The classical approach is to model this problem with a hypergraph, using cost functions that minimize cut size. However, it has been shown in [3] that the cut size does not address the path cost efficiently during the hypergraph partitioning procedure.
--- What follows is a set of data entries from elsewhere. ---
//! Infrastructure layer: configuration, the remote row store and the services
//! mapping stored rows to domain models.

pub mod config;
pub mod services;
pub mod store;

pub use config::{Config, ConfigError};
pub use services::{ClientService, ProductService, ProjectService, ServiceError};
pub use store::{DataStore, InMemoryStore, PostgrestStore, Query, Row, StoreError, Table};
This is why several authors proposed pre- and/or post-processing steps in order to reduce the degradation of cut paths [3], [4], [5]. In this paper, we devise a dedicated integer programming model that minimizes path cost degradation during partitioning, based on the red-black hypergraph structure, which can be used as an initial partitioning method in a multilevel framework.

The remainder of the paper is organized as follows: Section 2 presents a reminder of our red-black hypergraph structure as well as previous works. Section 3 describes our coarsening scheme before the initial partitioning and the integer programming model. Our experiments are outlined in Section 4. We conclude and give perspectives in Section 5.

## II. PRELIMINARIES

In this part, we define the notations and definitions used in this work.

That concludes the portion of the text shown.